And Portland could have set itself up to do that.
They really haven't done that.
And if anything, they've paid premium.
So just get good players.
And Deni Obdia is the prime example of that.
I think a lot of people hammered that trade.
I thought that was an amazing trade in the long run.
And so the hope is like you paid a little bit extra to get what you wanted.
I think the question is how much left, Rob, is like, does Drew have?
I think last year, there were signs of both.
I think we're also in the part of the season where a lot of teams and people are being like a little too anchored in what just happened.
I can't imagine Drew's going to shoot as poorly as he does.
I think there are going to be more people to feed him in a way and take things off of his plate in a way that highlights his good stuff.
stuff. So ultimately, TLDR, I generally like where we are, but I'm also like strapping in
for the ride because this could get pretty rollercoastery in the near future.
I think as far as the Drew part of that, I agree with you that we shouldn't lean too hard
on who he just was. There were some areas of concern there. And there have been, frankly,
the contract. Well, the contract is what it is.

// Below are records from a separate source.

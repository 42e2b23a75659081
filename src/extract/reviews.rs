use std::sync::LazyLock;

use chrono::{NaiveDate, NaiveDateTime};
use regex::Regex;
use scraper::Selector;
use tracing::debug;

use super::rules::{FieldRules, ItemRules, LinkRule, LinkRules, Rule};
use crate::dom::{element_text, Document, RenderedPage, Scope};
use crate::model::{review_id, Review};
use crate::urls;

static REVIEW_ITEMS: LazyLock<ItemRules> = LazyLock::new(|| {
    ItemRules::new(
        "reviews",
        &[
            ("goods-reviews", "ul.goodsReviews_list li.goodsReviews_item"),
            ("any-goods-review", "li.goodsReviews_item"),
            ("review-list", ".reviewList .reviewItem"),
        ],
    )
});

static AUTHOR: LazyLock<FieldRules> = LazyLock::new(|| {
    FieldRules::new(
        "review author",
        vec![
            Rule::text("user-name", "strong.goodsReviews_itemUserName"),
            Rule::text("review-user", ".reviewItem_user"),
        ],
    )
});

static TITLE: LazyLock<FieldRules> = LazyLock::new(|| {
    FieldRules::new(
        "review title",
        vec![
            Rule::text("title-text", "strong.goodsReviews_itemTitleText"),
            Rule::text("review-title", ".reviewItem_title"),
        ],
    )
});

static RATING: LazyLock<FieldRules> = LazyLock::new(|| {
    FieldRules::new(
        "review rating",
        vec![
            Rule::attr("data-rating", "[data-rating]", "data-rating"),
            Rule::count("full-stars", "i.rating_full"),
            Rule::regex("out-of-five", r"\b([1-5])\s*/\s*5\b"),
        ],
    )
});

static POSTED_AT: LazyLock<FieldRules> = LazyLock::new(|| {
    FieldRules::new(
        "review time",
        vec![
            Rule::text("item-time", "p.goodsReviews_itemTime"),
            Rule::attr("time-datetime", "time[datetime]", "datetime"),
            Rule::text("review-date", ".reviewItem_date"),
        ],
    )
});

/// Review ordering controls above the review list.
static REVIEW_SORT_LINKS: LazyLock<LinkRules> = LazyLock::new(|| {
    LinkRules::new(
        "review sort options",
        vec![
            LinkRule::css("review-filter", "#js-reviewFilter a"),
            LinkRule::css("review-sort", ".goodsReviews_sort a[data-sort]"),
        ],
    )
});

static SITE_REVIEW_ID: LazyLock<Regex> =
    LazyLock::new(|| Regex::new(r#"data-review-id="([^"]+)""#).unwrap());
static ATTRIBUTE: LazyLock<Selector> =
    LazyLock::new(|| Selector::parse("span.goodsReviews_itemAttrEach").unwrap());
static CONTENT_TERM: LazyLock<Selector> =
    LazyLock::new(|| Selector::parse("dl.goodsReviews_itemCont dt, dl.goodsReviews_itemCont dd").unwrap());
static PLAIN_TEXT: LazyLock<Selector> =
    LazyLock::new(|| Selector::parse(".reviewItem_text, p.goodsReviews_itemText").unwrap());

const TIME_FORMATS: &[&str] = &["%b %d,%Y %H:%M:%S", "%b %d, %Y %H:%M:%S", "%Y-%m-%dT%H:%M:%S", "%Y-%m-%d %H:%M:%S"];
const DATE_FORMATS: &[&str] = &["%b %d,%Y", "%b %d, %Y", "%Y-%m-%d"];

fn parse_rating(raw: &str) -> Option<u8> {
    let value: u8 = raw.trim().parse().ok()?;
    (1..=5).contains(&value).then_some(value)
}

/// Timestamps as the site prints them, e.g. `Mar 02,2019 10:21:53`.
pub fn parse_posted_at(raw: &str) -> Option<NaiveDateTime> {
    let raw = raw.trim().trim_end_matches('Z');
    TIME_FORMATS
        .iter()
        .find_map(|f| NaiveDateTime::parse_from_str(raw, f).ok())
        .or_else(|| {
            DATE_FORMATS
                .iter()
                .find_map(|f| NaiveDate::parse_from_str(raw, f).ok())
                .and_then(|d| d.and_hms_opt(0, 0, 0))
        })
}

/// Review body: the question/answer pairs of the content list joined line by
/// line, or the plain text block of older layouts. May be empty.
fn review_text(scope: &Scope<'_>) -> String {
    let pairs: Vec<String> = scope
        .select(&CONTENT_TERM)
        .map(element_text)
        .filter(|t| !t.is_empty())
        .collect();
    if !pairs.is_empty() {
        return pairs.join("\n");
    }
    scope
        .select(&PLAIN_TEXT)
        .map(element_text)
        .find(|t| !t.is_empty())
        .unwrap_or_default()
}

fn attributes(scope: &Scope<'_>) -> Option<String> {
    let attrs: Vec<String> = scope
        .select(&ATTRIBUTE)
        .map(element_text)
        .filter(|t| !t.is_empty())
        .collect();
    (!attrs.is_empty()).then(|| attrs.join("; "))
}

/// Most-recent-first ordering of a product's reviews. `None` when the page has
/// no such control or it only works through scripts.
pub fn parse_review_sort_newest_url(page: &RenderedPage) -> Option<String> {
    let doc = Document::parse(&page.html);
    let found = REVIEW_SORT_LINKS.first_nonempty(&doc.scope())?;
    found
        .value
        .into_iter()
        .find(|l| {
            let name = l.name.to_lowercase();
            name.contains("recent") || name.contains("newest")
        })
        .and_then(|l| urls::resolve(&page.url, &l.href))
}

/// Reviews on one review page, in page order.
pub fn parse_reviews(page: &RenderedPage, product_id: &str) -> Vec<Review> {
    let doc = Document::parse(&page.html);
    let Some(found) = REVIEW_ITEMS.first_nonempty(&doc.scope()) else {
        return Vec::new();
    };
    debug!(items = REVIEW_ITEMS.items, rule = found.rule, url = %page.url, count = found.value.len());

    found
        .value
        .into_iter()
        .filter_map(|item| {
            let scope = Scope::of(item);
            let site_id = item
                .value()
                .attr("data-review-id")
                .map(str::to_string)
                .or_else(|| {
                    SITE_REVIEW_ID
                        .captures(scope.source())
                        .map(|c| c[1].to_string())
                });
            let author = AUTHOR.find(&scope);
            let text = review_text(&scope);
            if author.is_none() && text.is_empty() && site_id.is_none() {
                debug!(url = %page.url, "Skipping empty review item");
                return None;
            }
            let posted_at = POSTED_AT.first_map(&scope, parse_posted_at).map(|m| m.value);
            let id = review_id(
                product_id,
                site_id.as_deref(),
                author.as_deref(),
                posted_at.as_ref(),
                &text,
            );
            Some(Review {
                id,
                product_id: product_id.to_string(),
                author,
                rating: RATING.first_map(&scope, parse_rating).map(|m| m.value),
                title: TITLE.find(&scope),
                attributes: attributes(&scope),
                text,
                posted_at,
                language_code: None,
                detection_confidence: None,
            })
        })
        .collect()
}

#[cfg(test)]
mod tests {
    use super::*;

    const PAGE: &str = r#"<ul class="goodsReviews_list">
      <li class="goodsReviews_item" data-review-id="778">
        <strong class="goodsReviews_itemUserName">Ann</strong>
        <div class="goodsReviews_itemRating" data-rating="4"></div>
        <p class="goodsReviews_itemTime">Mar 02,2019 10:21:53</p>
        <strong class="goodsReviews_itemTitleText">Solid phone</strong>
        <span class="goodsReviews_itemAttrEach">Color: Black</span>
        <span class="goodsReviews_itemAttrEach">Size: 4GB</span>
        <dl class="goodsReviews_itemCont">
          <dt>Pros:</dt><dd>Battery lasts two days</dd>
        </dl>
      </li>
      <li class="goodsReviews_item">
        <strong class="goodsReviews_itemUserName">Bob</strong>
        <i class="rating_full"></i><i class="rating_full"></i><i class="rating_empty"></i>
        <p class="goodsReviews_itemTime">Apr 10,2019</p>
      </li>
      <li class="goodsReviews_item"></li>
    </ul>"#;

    #[test]
    fn reviews_in_page_order() {
        let page = RenderedPage::new("https://www.gearbest.com/p/pp_1.html", PAGE);
        let reviews = parse_reviews(&page, "pp_1");
        assert_eq!(reviews.len(), 2);
        assert_eq!(REVIEW_ITEMS.first_nonempty(&Document::parse(PAGE).scope()).unwrap().rule, "goods-reviews");
        assert_eq!(REVIEW_ITEMS.items, "reviews");

        let ann = &reviews[0];
        assert_eq!(ann.id, "pp_1-r778");
        assert_eq!(ann.author.as_deref(), Some("Ann"));
        assert_eq!(ann.rating, Some(4));
        assert_eq!(ann.title.as_deref(), Some("Solid phone"));
        assert_eq!(ann.attributes.as_deref(), Some("Color: Black; Size: 4GB"));
        assert_eq!(ann.text, "Pros:\nBattery lasts two days");
        assert_eq!(
            ann.posted_at,
            NaiveDate::from_ymd_opt(2019, 3, 2).unwrap().and_hms_opt(10, 21, 53)
        );
        assert!(!ann.is_enriched());

        let bob = &reviews[1];
        assert!(bob.id.starts_with("pp_1-h"));
        assert_eq!(bob.rating, Some(2));
        assert_eq!(bob.text, "");
        assert_eq!(
            bob.posted_at,
            NaiveDate::from_ymd_opt(2019, 4, 10).unwrap().and_hms_opt(0, 0, 0)
        );
    }

    #[test]
    fn ids_do_not_depend_on_position() {
        let first = RenderedPage::new("u", PAGE);
        let reordered = PAGE.replacen(r#"<li class="goodsReviews_item" data-review-id="778">"#, "<li class=\"x\">", 1);
        let a = parse_reviews(&first, "pp_1");
        let b = parse_reviews(&RenderedPage::new("u", reordered), "pp_1");
        assert_eq!(b.len(), 1);
        assert_eq!(a[1].id, b[0].id);
    }

    #[test]
    fn older_layout() {
        let html = r#"<div class="reviewList"><div class="reviewItem">
            <span class="reviewItem_user">carol</span><span>5/5</span>
            <time datetime="2018-11-05T08:00:00Z"></time>
            <p class="reviewItem_text">Muy bueno</p></div></div>"#;
        let page = RenderedPage::new("u", html);
        let r = &parse_reviews(&page, "pp_2")[0];
        assert_eq!(r.author.as_deref(), Some("carol"));
        assert_eq!(r.rating, Some(5));
        assert_eq!(r.text, "Muy bueno");
        assert!(r.posted_at.is_some());
    }

    #[test]
    fn no_reviews() {
        let page = RenderedPage::new("u", "<div class=\"goodsReviews_empty\"></div>");
        assert!(parse_reviews(&page, "pp_1").is_empty());
    }

    #[test]
    fn most_recent_sort_link() {
        let html = r#"<ul id="js-reviewFilter"><li><div><div>
            <a href="?sort=helpful">Most Helpful</a>
            <a href="?sort=recent">Most Recent</a>
            </div></div></li></ul>"#;
        let page = RenderedPage::new("https://www.gearbest.com/p/pp_1.html", html);
        assert_eq!(
            parse_review_sort_newest_url(&page).as_deref(),
            Some("https://www.gearbest.com/p/pp_1.html?sort=recent")
        );

        let scripted = RenderedPage::new(&page.url, html.replace("?sort=recent", "javascript:;"));
        assert_eq!(parse_review_sort_newest_url(&scripted), None);
        assert_eq!(parse_review_sort_newest_url(&RenderedPage::new("u", PAGE)), None);
    }

    #[test]
    fn out_of_range_rating_is_ignored() {
        assert_eq!(parse_rating("0"), None);
        assert_eq!(parse_rating("6"), None);
        assert_eq!(parse_rating("3"), Some(3));
    }
}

But I'm talking about like, some of us on this
podcast raised the eyebrow in real time when it happened.
They certainly did.
known Drew Holiday skeptic,
Wazni Lambray, has joined the chat.
Here's where I come down on it.
There are expectations when you are a core member
of a Celtics team competing for a championship,
like what you have to do well,
where you can't afford to make mistakes.
And one of those is like,
you have to hit your open shots, right?
Like that becomes an really important threshold
for what it means to play for a team like Boston
with the stakes of their season.
Stakes for Portland aren't quite that high.

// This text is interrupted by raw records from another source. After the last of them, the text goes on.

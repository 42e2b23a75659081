use std::borrow::Cow;

use scraper::{ElementRef, Html, Selector};

/// Rendered markup of one page, as returned by the fetcher.
#[derive(Debug, Clone)]
pub struct RenderedPage {
    pub url: String,
    pub html: String,
    pub status: Option<u16>,
}

impl RenderedPage {
    pub fn new(url: impl Into<String>, html: impl Into<String>) -> Self {
        Self {
            url: url.into(),
            html: html.into(),
            status: None,
        }
    }
}

/// Parsed DOM plus the source it came from (regex rules run on the source).
///
/// `Html` is not `Send`; documents are built and dropped between await points.
pub struct Document<'s> {
    html: Html,
    source: &'s str,
}

impl<'s> Document<'s> {
    pub fn parse(source: &'s str) -> Self {
        Self {
            html: Html::parse_document(source),
            source,
        }
    }

    pub fn scope(&self) -> Scope<'_> {
        Scope {
            element: self.html.root_element(),
            source: Cow::Borrowed(self.source),
        }
    }
}

/// A subtree that rules are evaluated against: the whole document or one list item.
pub struct Scope<'a> {
    element: ElementRef<'a>,
    source: Cow<'a, str>,
}

impl<'a> Scope<'a> {
    pub fn of(element: ElementRef<'a>) -> Self {
        Self {
            element,
            source: Cow::Owned(element.html()),
        }
    }

    pub fn source(&self) -> &str {
        &self.source
    }

    pub fn select<'b>(&self, selector: &'b Selector) -> scraper::element_ref::Select<'a, 'b> {
        self.element.select(selector)
    }

    pub fn matches(&self, selector: &Selector) -> bool {
        self.element.select(selector).next().is_some()
    }
}

/// Visible text of an element with whitespace runs collapsed.
pub fn element_text(element: ElementRef<'_>) -> String {
    collapse_ws(&element.text().collect::<Vec<_>>().join(" "))
}

pub fn collapse_ws(s: &str) -> String {
    s.split_whitespace().collect::<Vec<_>>().join(" ")
}

/// Decode the handful of entities that show up in attribute values matched by regex.
pub fn unescape(s: &str) -> Cow<'_, str> {
    if !s.contains('&') {
        return Cow::Borrowed(s);
    }
    Cow::Owned(
        s.replace("&quot;", "\"")
            .replace("&#39;", "'")
            .replace("&#039;", "'")
            .replace("&lt;", "<")
            .replace("&gt;", ">")
            .replace("&nbsp;", " ")
            .replace("&amp;", "&"),
    )
}

/// Whether `element` carries `class` among its classes.
pub fn has_class(element: ElementRef<'_>, class: &str) -> bool {
    element.value().classes().any(|c| c == class)
}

And I think this is where,
if we're going to make the Rockets comparison,
and we need to be clear about what that means.
I think that there is some Rocketsy DNA
in terms of the defense and the culture
and the identity you're talking about, Justin,
but it's a Rocketsy model that leads you to
competing for the ninth seat.
Last year's Rockets.
Yes.
But that's a very different thing from like,
you know, vaulting your way up the Western Conference standings.
And it's like if that's where you are,
it's like fighting for a play in spot,
and I think Portland has shown
that they're feisty enough and competitive enough
and have the defensive depth in particular
to fight for something like that,
then I have no problem with Drew's limitations.

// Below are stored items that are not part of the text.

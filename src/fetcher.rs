use std::sync::LazyLock;
use std::time::{Duration, Instant};

use anyhow::{anyhow, Result};
use async_trait::async_trait;
use regex::Regex;
use scraper::Selector;
use spider_client::shapes::request::{RequestType, ReturnFormat, ReturnFormatHandling};
use spider_client::{RequestParams, Spider};
use tracing::{debug, warn};

use crate::config::FetchSettings;
use crate::dom::{Document, RenderedPage};
use crate::error::FetchError;

/// Named readiness conditions for a rendered page.
#[derive(Debug, Clone, Copy, PartialEq, Eq, Hash)]
pub enum WaitCondition {
    CategoryMenu,
    ProductGrid,
    ProductInfo,
    ReviewsPopulated,
}

static CATEGORY_MENU: LazyLock<Selector> = LazyLock::new(|| {
    Selector::parse("ul.headerCate_itemBox, nav.headerNav, .cateMain_aside, .cateFilter_list").unwrap()
});
static PRODUCT_GRID: LazyLock<Selector> = LazyLock::new(|| {
    Selector::parse(
        "ul.js_seachResultList, ul.brandList_content, .goodsList_grid, .cateMain_empty, .searchEmpty",
    )
    .unwrap()
});
static PRODUCT_INFO: LazyLock<Selector> = LazyLock::new(|| {
    Selector::parse(r#"h1.goodsIntro_title, meta[property="og:title"], [data-orgp]"#).unwrap()
});
static REVIEWS_POPULATED: LazyLock<Selector> = LazyLock::new(|| {
    Selector::parse("li.goodsReviews_item, .reviewList .reviewItem, .goodsReviews_empty, .goodsReviews_noData")
        .unwrap()
});

impl WaitCondition {
    pub fn name(self) -> &'static str {
        match self {
            WaitCondition::CategoryMenu => "category menu",
            WaitCondition::ProductGrid => "product grid",
            WaitCondition::ProductInfo => "product info",
            WaitCondition::ReviewsPopulated => "reviews populated",
        }
    }

    fn selector(self) -> &'static Selector {
        match self {
            WaitCondition::CategoryMenu => &CATEGORY_MENU,
            WaitCondition::ProductGrid => &PRODUCT_GRID,
            WaitCondition::ProductInfo => &PRODUCT_INFO,
            WaitCondition::ReviewsPopulated => &REVIEWS_POPULATED,
        }
    }
}

/// First condition in `wait` the page does not satisfy yet.
pub fn unmet(page: &RenderedPage, wait: &[WaitCondition]) -> Option<WaitCondition> {
    if wait.is_empty() {
        return None;
    }
    let doc = Document::parse(&page.html);
    let scope = doc.scope();
    wait.iter().copied().find(|c| !scope.matches(c.selector()))
}

static BLOCK_TITLE_RE: LazyLock<Regex> = LazyLock::new(|| {
    Regex::new(r"(?i)<title>[^<]*(access denied|attention required|captcha|are you a robot|unusual traffic)")
        .unwrap()
});
static BLOCK_MARKERS: LazyLock<Selector> =
    LazyLock::new(|| Selector::parse("#challenge-form, .g-recaptcha, #px-captcha, #distil_ident_block").unwrap());

/// Marker of an access-denial page, if this is one.
pub fn detect_block(page: &RenderedPage) -> Option<String> {
    if let Some(status @ (403 | 451)) = page.status {
        return Some(format!("HTTP {}", status));
    }
    if let Some(caps) = BLOCK_TITLE_RE.captures(&page.html) {
        return Some(caps[1].to_lowercase());
    }
    let doc = Document::parse(&page.html);
    doc.scope()
        .select(&BLOCK_MARKERS)
        .next()
        .map(|el| format!("<{}> challenge element", el.value().name()))
}

/// One rendering session. `&mut self` keeps a single navigation in flight.
#[async_trait]
pub trait PageFetcher: Send {
    async fn fetch(&mut self, url: &str, wait: &[WaitCondition]) -> Result<RenderedPage, FetchError>;
}

/// Headless-browser rendering through spider.cloud.
pub struct SpiderFetcher {
    spider: Spider,
    wait_timeout: Duration,
    poll_interval: Duration,
    renders: u64,
}

impl SpiderFetcher {
    pub fn connect(settings: &FetchSettings) -> Result<Self> {
        let api_key = match &settings.spider_api_key {
            Some(key) => key.clone(),
            None => std::env::var("SPIDER_API_KEY")
                .map_err(|_| anyhow!("SPIDER_API_KEY environment variable must be set"))?,
        };
        let spider = Spider::new(Some(api_key))
            .map_err(|e| anyhow!("Failed to create Spider client: {}", e))?;
        Ok(Self {
            spider,
            wait_timeout: Duration::from_secs(settings.wait_timeout_secs),
            poll_interval: Duration::from_millis(settings.poll_interval_ms),
            renders: 0,
        })
    }

    pub fn renders(&self) -> u64 {
        self.renders
    }

    async fn render(&mut self, url: &str) -> Result<RenderedPage, FetchError> {
        let params = RequestParams {
            return_format: Some(ReturnFormatHandling::Single(ReturnFormat::Raw)),
            request: Some(RequestType::Chrome),
            ..Default::default()
        };
        let transport = |reason: String| FetchError::Transport {
            url: url.to_string(),
            reason,
        };

        let start = Instant::now();
        self.renders += 1;
        let response = self
            .spider
            .scrape_url(url, Some(params), "application/json")
            .await
            .map_err(|e| transport(e.to_string()))?;

        let parsed: serde_json::Value = match response.as_str() {
            Some(s) => serde_json::from_str(s).unwrap_or(response.clone()),
            None => response,
        };
        let first = parsed.as_array().and_then(|arr| arr.first());

        let status = first
            .and_then(|obj| obj.get("status"))
            .and_then(|s| s.as_u64())
            .map(|s| s as u16);
        if let Some(code @ (429 | 500..=599)) = status {
            return Err(transport(format!("renderer returned HTTP {}", code)));
        }

        let html = first
            .and_then(|obj| obj.get("content"))
            .and_then(|c| c.as_str())
            .ok_or_else(|| transport("no content in renderer response".to_string()))?;

        debug!(url, status, latency_ms = start.elapsed().as_millis() as u64, "Rendered");
        Ok(RenderedPage {
            url: url.to_string(),
            html: html.to_string(),
            status,
        })
    }
}

#[async_trait]
impl PageFetcher for SpiderFetcher {
    async fn fetch(&mut self, url: &str, wait: &[WaitCondition]) -> Result<RenderedPage, FetchError> {
        let start = Instant::now();
        loop {
            let page = self.render(url).await?;
            if let Some(marker) = detect_block(&page) {
                return Err(FetchError::Blocked {
                    url: url.to_string(),
                    marker,
                });
            }
            let Some(missing) = unmet(&page, wait) else {
                return Ok(page);
            };

            let waited = start.elapsed();
            if waited + self.poll_interval > self.wait_timeout {
                return Err(FetchError::Timeout {
                    url: url.to_string(),
                    condition: missing.name(),
                    waited_ms: waited.as_millis() as u64,
                });
            }
            debug!(url, condition = missing.name(), "Not ready, polling again");
            tokio::time::sleep(self.poll_interval).await;
        }
    }
}

/// For commands that work on stored data only; every fetch fails.
pub struct Offline;

#[async_trait]
impl PageFetcher for Offline {
    async fn fetch(&mut self, url: &str, _wait: &[WaitCondition]) -> Result<RenderedPage, FetchError> {
        Err(FetchError::Transport {
            url: url.to_string(),
            reason: "no rendering session".to_string(),
        })
    }
}

/// Bounded exponential backoff for transport failures.
#[derive(Debug, Clone)]
pub struct RetryPolicy {
    pub max_attempts: u32,
    pub base_backoff: Duration,
}

impl RetryPolicy {
    pub fn from_settings(settings: &FetchSettings) -> Self {
        Self {
            max_attempts: settings.max_attempts.max(1),
            base_backoff: Duration::from_millis(settings.base_backoff_ms),
        }
    }

    fn backoff(&self, attempt: u32) -> Duration {
        self.base_backoff * 2u32.saturating_pow(attempt)
    }
}

/// Fetch, retrying only transport errors. Timeouts and blocks are returned as-is.
pub async fn fetch_with_retry<F: PageFetcher + ?Sized>(
    fetcher: &mut F,
    url: &str,
    wait: &[WaitCondition],
    policy: &RetryPolicy,
) -> Result<RenderedPage, FetchError> {
    let mut attempt = 0;
    loop {
        match fetcher.fetch(url, wait).await {
            Err(e) if e.is_transient() && attempt + 1 < policy.max_attempts => {
                let backoff = policy.backoff(attempt);
                warn!(
                    "Transport error on {} (attempt {}/{}), backing off {:.1}s: {}",
                    url,
                    attempt + 1,
                    policy.max_attempts,
                    backoff.as_secs_f64(),
                    e
                );
                tokio::time::sleep(backoff).await;
                attempt += 1;
            }
            other => return other,
        }
    }
}

#[cfg(test)]
mod tests {
    use super::*;
    use crate::testing::ScriptedFetcher;

    fn no_wait() -> RetryPolicy {
        RetryPolicy {
            max_attempts: 3,
            base_backoff: Duration::ZERO,
        }
    }

    #[test]
    fn wait_conditions() {
        let page = RenderedPage::new("u", r#"<ul class="js_seachResultList"></ul>"#);
        assert_eq!(unmet(&page, &[WaitCondition::ProductGrid]), None);
        assert_eq!(
            unmet(&page, &[WaitCondition::ProductGrid, WaitCondition::ProductInfo]),
            Some(WaitCondition::ProductInfo)
        );
        assert_eq!(unmet(&page, &[]), None);

        let empty = RenderedPage::new("u", r#"<div class="goodsReviews_empty">No reviews</div>"#);
        assert_eq!(unmet(&empty, &[WaitCondition::ReviewsPopulated]), None);
    }

    #[test]
    fn block_markers() {
        let denied = RenderedPage::new("u", "<html><head><title>Access Denied</title></head></html>");
        assert_eq!(detect_block(&denied).as_deref(), Some("access denied"));

        let mut forbidden = RenderedPage::new("u", "<p>hi</p>");
        forbidden.status = Some(403);
        assert_eq!(detect_block(&forbidden).as_deref(), Some("HTTP 403"));

        let captcha = RenderedPage::new("u", r#"<form id="challenge-form"></form>"#);
        assert!(detect_block(&captcha).is_some());

        let fine = RenderedPage::new("u", "<title>Cell Phones | Shop</title>");
        assert_eq!(detect_block(&fine), None);
    }

    #[tokio::test]
    async fn retries_transport_errors_up_to_the_cap() {
        let mut fetcher = ScriptedFetcher::new().page("https://x/a", "<p>a</p>");
        fetcher.fail_times("https://x/a", 2, |url| FetchError::Transport {
            url: url.into(),
            reason: "502".into(),
        });
        let page = fetch_with_retry(&mut fetcher, "https://x/a", &[], &no_wait()).await.unwrap();
        assert_eq!(page.html, "<p>a</p>");
        assert_eq!(fetcher.fetched().len(), 3);

        fetcher.fail_times("https://x/a", 3, |url| FetchError::Transport {
            url: url.into(),
            reason: "502".into(),
        });
        let err = fetch_with_retry(&mut fetcher, "https://x/a", &[], &no_wait()).await.unwrap_err();
        assert!(err.is_transient());
        assert_eq!(fetcher.fetched().len(), 6);
    }

    #[tokio::test]
    async fn timeouts_are_not_retried() {
        let mut fetcher = ScriptedFetcher::new().page("https://x/a", "<p>not a grid</p>");
        let err = fetch_with_retry(&mut fetcher, "https://x/a", &[WaitCondition::ProductGrid], &no_wait())
            .await
            .unwrap_err();
        assert!(matches!(err, FetchError::Timeout { condition: "product grid", .. }));
        assert_eq!(fetcher.fetched().len(), 1);
    }

    #[test]
    fn backoff_doubles() {
        let policy = RetryPolicy {
            max_attempts: 4,
            base_backoff: Duration::from_millis(100),
        };
        assert_eq!(policy.backoff(0), Duration::from_millis(100));
        assert_eq!(policy.backoff(2), Duration::from_millis(400));
    }
}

I have no problem with the player he just turned out to be for the Celtics.
Like that player is useful to a team like this.
Like in the Rockets thing just to extend it,
I don't see why he can't be the Fred Van Vleet of this team.
You know, like he's not as good as Fred Van Fleet, I think is the answer to that.
Offensively, but defensively?
Yeah, defensively, he's better.
It's just about orienting the team, right,
in a way that is towards a winning mentality.
mentality and a mindset.
And I'm completely fine with that,
even if it is a bit of an overpay,
which everybody would agree,
Fred Van Vleaf got overpaid.
Oh, sure.
But he's doing a job.
He's performing a function.
Even when it's not resulting in made shots,
it's like there's an attitude,
a comportment of the team
that is changed by having grown-ups
who have seen a lot, have won a lot,
and can, you know, basically be
leaders in the locker room, but more importantly, on the actual court.
There is a question here, like the Van Vleck comparison as far as how the Rockets spent their money.
I think it's instructive here.
You know, Justin, you mentioned, like this isn't a team that's been renting cap space.
If anything, I would say Portland is almost going more of an Indiana-type model of trying
to get good players, trying to develop from within, trying to cultivate that talent, and then you
figure out what to do with it.
You figure out who stays and who goes, who fits and who doesn't.
All that stuff makes sense.
I think the Houston model is you get a player like Fred Van Fleet by overpaying them in the first place
when you have the window to do it and then you end up getting the extension at a discount later.
And maybe this is the kind of thing where Drew Holiday ends up being a very long-term member of the Portland Trailblazers.
Maybe there's room for them to make plays for veterans who then end up getting extensions down the line to stick around in a way that makes sense.
Like there's lots of ways to spend both the opportunity and the cap space and the, you know, the exceptions or whatever you have at your disposal.
within this new cap environment.
I think everyone's trying to figure it out.
So Drew and I just get a house flipping show eventually when he's still here playing at 42.
I love how we stumbled upon the elixir for Drew Holiday's depression, him realizing that Varia had to move there too.
And he's just going to be so excited and happy to be reunited with his boy.
Well, we got to get our guy a seasonal effective clock.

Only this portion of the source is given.